Substituting what we have into our
formula for the equation of a straight line, and we get 𝑦 minus five root three
over three equals two times 𝑥 minus 10 root three over three. When we distribute the parentheses,
we get two 𝑥 minus 20 root three over three on the right-hand side. We rearrange by subtracting two 𝑥
and adding 20 root three over three to both sides to find the equation to be 𝑦
minus two 𝑥 plus 15 root three over three equals zero.
All that’s left is for us to
simplify our fraction. And when we do, we find the
equation of the tangent to our curve when 𝜃 is equal to 𝜋 by six to be 𝑦 minus
two 𝑥 plus five root three equals zero.
We’ll now discuss intervals of
increase and decrease for a curve defined by parametric functions.
Suppose we have a pair of
parametric equations such that 𝑥 equals 𝑡 squared plus 𝑡 and 𝑦 is equal to two
𝑡 minus one. We might wish to work out the
nature of the curve over various intervals. In other words, what are the
intervals of increase or decrease of our curve?
Remember, we say a graph that’s
described by the equation 𝑦 equals 𝑓 of 𝑥 is increasing when its first derivative
is greater than zero. And it’s decreasing when its first
derivative is less than zero. So to find intervals of increase or
decrease, we usually find an expression for d𝑦 by d𝑥 and then establish over which
intervals that’s greater than zero or less than zero. In this case, we end up with d𝑦 by
d𝑥 equals two over two 𝑡 plus one.
Now we have a little bit of a
problem here. This derivative cannot help us to
find intervals of increase or decrease. And that’s because the curve looks
a little something like this. Notice that the graph is both
increasing and decreasing for all values of 𝑥 greater than zero. What we can do though is consider
the derivatives with respect to our parameter 𝑡. For instance, should we choose to
work out whether the curve is increasing or decreasing when 𝑡 is equal to negative
four, we find d𝑦 by d𝑥 to be equal to negative two-sevenths. It’s less than zero, and therefore
it’s decreasing at this point. So we can establish what’s
happening at key points. It’s just very difficult to work
out intervals of increase or decrease.
In this video, we saw that
parametric equations are a set of equations that define a group of quantities as
functions of different variables.
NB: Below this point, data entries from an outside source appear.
use clap::{Parser, Subcommand};
use std::path::PathBuf;

#[derive(Parser)]
#[command(name = "station-stats")]
#[command(about = "High-performance per-station min/mean/max over station;temperature files")]
#[command(version)]
pub struct Cli {
    #[command(subcommand)]
    pub command: Commands,

    #[arg(short, long, global = true, help = "Enable verbose logging")]
    pub verbose: bool,

    #[arg(long, global = true, help = "Log file path")]
    pub log_file: Option<PathBuf>,

    #[arg(short, long, global = true, help = "Hide the progress bar")]
    pub quiet: bool,
}

#[derive(Subcommand)]
pub enum Commands {
    /// Aggregate a measurements file and write the per-station report
    Process {
        #[arg(short, long, help = "Input measurements file (station;temperature lines)")]
        input_file: PathBuf,

        #[arg(short, long, help = "Report output path [default: stdout]")]
        output_file: Option<PathBuf>,

        #[arg(long, help = "Worker threads [default: number of CPUs]")]
        max_workers: Option<usize>,

        #[arg(long, help = "Aggregate table slots per worker [default: 16384]")]
        table_capacity: Option<usize>,

        #[arg(short, long, help = "Configuration file (TOML, JSON or YAML)")]
        config: Option<PathBuf>,
    },

    /// Scan and aggregate a measurements file, printing a summary instead of the report
    Validate {
        #[arg(short, long, help = "Input measurements file (station;temperature lines)")]
        input_file: PathBuf,

        #[arg(long, help = "Worker threads [default: number of CPUs]")]
        max_workers: Option<usize>,

        #[arg(long, help = "Aggregate table slots per worker [default: 16384]")]
        table_capacity: Option<usize>,

        #[arg(short, long, help = "Configuration file (TOML, JSON or YAML)")]
        config: Option<PathBuf>,
    },
}

#[cfg(test)]
mod tests {
    use super::*;
    use clap::CommandFactory;

    #[test]
    fn test_cli_definition_is_consistent() {
        Cli::command().debug_assert();
    }

    #[test]
    fn test_parse_process_command() {
        let cli = Cli::parse_from([
            "station-stats",
            "--quiet",
            "process",
            "--input-file",
            "measurements.txt",
            "--max-workers",
            "8",
        ]);

        assert!(cli.quiet);
        match cli.command {
            Commands::Process {
                input_file,
                output_file,
                max_workers,
                table_capacity,
                ..
            } => {
                assert_eq!(input_file, PathBuf::from("measurements.txt"));
                assert_eq!(output_file, None);
                assert_eq!(max_workers, Some(8));
                assert_eq!(table_capacity, None);
            }
            Commands::Validate { .. } => panic!("expected process command"),
        }
    }
}
pub mod constants;
pub mod logging;
pub mod progress;
pub mod settings;

pub use constants::*;
pub use logging::init_logging;
pub use progress::ProgressReporter;
pub use settings::Settings;
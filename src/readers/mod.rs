pub mod input;
pub mod line_scanner;

pub use input::InputBuffer;
pub use line_scanner::{LineScanner, NumberToken, ScannedLine};
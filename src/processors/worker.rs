use crate::error::Result;
use crate::processors::AggregateTable;
use crate::readers::LineScanner;
use std::ops::Range;
use tracing::debug;

/// Scans one realigned chunk into its own table.
pub struct Worker<'a> {
    id: usize,
    buffer: &'a [u8],
    range: Range<usize>,
    table_capacity: usize,
}

impl<'a> Worker<'a> {
    pub fn new(id: usize, buffer: &'a [u8], range: Range<usize>, table_capacity: usize) -> Self {
        Self {
            id,
            buffer,
            range,
            table_capacity,
        }
    }

    /// Consume every record that starts before the range end, including one
    /// that runs past it.
    pub fn run(self) -> Result<AggregateTable<'a>> {
        let scanner = LineScanner::new(self.buffer);
        let mut table = AggregateTable::new(self.buffer, self.table_capacity);

        let mut offset = self.range.start;
        let mut records: u64 = 0;
        while offset < self.range.end {
            let line = scanner.scan(offset)?;
            table.lookup_or_insert(line.name, line.token.temperature())?;
            offset += line.consumed + 1;
            records += 1;
        }

        debug!(
            worker = self.id,
            start = self.range.start,
            end = self.range.end,
            records,
            stations = table.len(),
            "worker finished chunk"
        );

        Ok(table)
    }
}

#[cfg(test)]
mod tests {
    use super::*;
    use crate::models::ScaledTemperature;

    const INPUT: &[u8] = b"Hamburg;12.3\nBerlin;-2.5\nHamburg;10.0\n";

    #[test]
    fn test_worker_reads_whole_range() -> Result<()> {
        let table = Worker::new(0, INPUT, 0..INPUT.len(), 64).run()?;

        assert_eq!(table.len(), 2);
        assert_eq!(table.total_count(), 3);
        assert_eq!(
            table.get(b"Hamburg").map(|s| s.max),
            Some(ScaledTemperature::new(123))
        );

        Ok(())
    }

    #[test]
    fn test_worker_finishes_record_straddling_end() -> Result<()> {
        // End falls inside "Berlin;-2.5"; that record still belongs here.
        let table = Worker::new(0, INPUT, 0..16, 64).run()?;

        assert_eq!(table.total_count(), 2);
        assert!(table.get(b"Berlin").is_some());
        assert!(table.get(b"Hamburg").map(|s| s.count) == Some(1));

        Ok(())
    }

    #[test]
    fn test_worker_with_empty_range() -> Result<()> {
        let table = Worker::new(3, INPUT, 25..25, 64).run()?;
        assert!(table.is_empty());
        Ok(())
    }

    #[test]
    fn test_worker_propagates_scan_errors() {
        let result = Worker::new(0, b"Oslo;1x.0\n", 0..10, 8).run();
        assert!(result.is_err());
    }
}
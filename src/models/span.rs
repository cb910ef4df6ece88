use std::cmp::Ordering;

/// A view of `len` bytes starting at `offset` in the shared input buffer.
///
/// Spans are plain coordinates. The derived `PartialEq`/`Eq` compare
/// `(offset, len)`, so two spans naming the same station at different
/// offsets are unequal. Name equality and ordering go through
/// [`ByteSpan::bytes_eq`] and [`ByteSpan::cmp_bytes`] with the buffer the
/// spans point into.
#[derive(Debug, Clone, Copy, PartialEq, Eq, Default)]
pub struct ByteSpan {
    pub offset: usize,
    pub len: usize,
}

impl ByteSpan {
    pub const fn new(offset: usize, len: usize) -> Self {
        Self { offset, len }
    }

    pub const fn end(&self) -> usize {
        self.offset + self.len
    }

    #[inline]
    pub fn resolve<'a>(&self, buffer: &'a [u8]) -> &'a [u8] {
        &buffer[self.offset..self.end()]
    }

    #[inline]
    pub fn bytes_eq(&self, buffer: &[u8], other: &ByteSpan, other_buffer: &[u8]) -> bool {
        self.len == other.len && self.resolve(buffer) == other.resolve(other_buffer)
    }

    /// Lexicographic byte order; a strict prefix sorts before the longer name.
    pub fn cmp_bytes(&self, buffer: &[u8], other: &ByteSpan, other_buffer: &[u8]) -> Ordering {
        self.resolve(buffer).cmp(other.resolve(other_buffer))
    }
}

#[cfg(test)]
mod tests {
    use super::*;

    #[test]
    fn test_equality_uses_referenced_bytes() {
        let buffer = b"Oslo;1.0\nOslo;2.0\n";
        let first = ByteSpan::new(0, 4);
        let second = ByteSpan::new(9, 4);

        assert_ne!(first, second);
        assert!(first.bytes_eq(buffer, &second, buffer));
        assert!(!first.bytes_eq(buffer, &ByteSpan::new(0, 3), buffer));
    }

    #[test]
    fn test_prefix_sorts_first() {
        let buffer = b"AB;1.0\nA;1.0\n";
        let ab = ByteSpan::new(0, 2);
        let a = ByteSpan::new(7, 1);

        assert_eq!(a.cmp_bytes(buffer, &ab, buffer), Ordering::Less);
        assert_eq!(ab.cmp_bytes(buffer, &a, buffer), Ordering::Greater);
    }
}
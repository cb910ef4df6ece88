use thiserror::Error;

pub type Result<T> = std::result::Result<T, ProcessingError>;

#[derive(Error, Debug)]
pub enum ProcessingError {
    #[error("File I/O error: {0}")]
    Io(#[from] std::io::Error),

    #[error("Malformed temperature at byte {offset}: unexpected byte 0x{byte:02x}")]
    MalformedNumber { offset: usize, byte: u8 },

    #[error("Temperature token at byte {offset} exceeds the maximum digit count")]
    NumberTooLong { offset: usize },

    #[error("Empty temperature token at byte {offset}")]
    EmptyNumber { offset: usize },

    #[error("Record at byte {offset} has no ';' separator")]
    MissingSeparator { offset: usize },

    #[error("Chunk boundary at byte {offset} has no line terminator before end of input")]
    UnterminatedChunk { offset: usize },

    #[error("Aggregate table is full ({capacity} slots); raise the table capacity")]
    TableFull { capacity: usize },

    #[error("Configuration error: {0}")]
    Config(String),

    #[error("Configuration load error: {0}")]
    ConfigLoad(#[from] config::ConfigError),

    #[error("Validation error: {0}")]
    Validation(#[from] validator::ValidationErrors),

    #[error("Failed to build worker thread pool: {0}")]
    ThreadPool(#[from] rayon::ThreadPoolBuildError),

    #[error("Async task error: {0}")]
    TaskJoin(#[from] tokio::task::JoinError),
}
We saw that, for two parametric
equations — 𝑥 equals 𝑓 of 𝑡 and 𝑦 equals 𝑔 of 𝑡 — d𝑦 by d𝑥 is d𝑦 by d𝑡
over d𝑥 by d𝑡. We saw that we can use the
derivative to find the nature of the curve at various values of 𝑡. But that we need to be really
careful because we can’t always evaluate intervals of increase and decrease.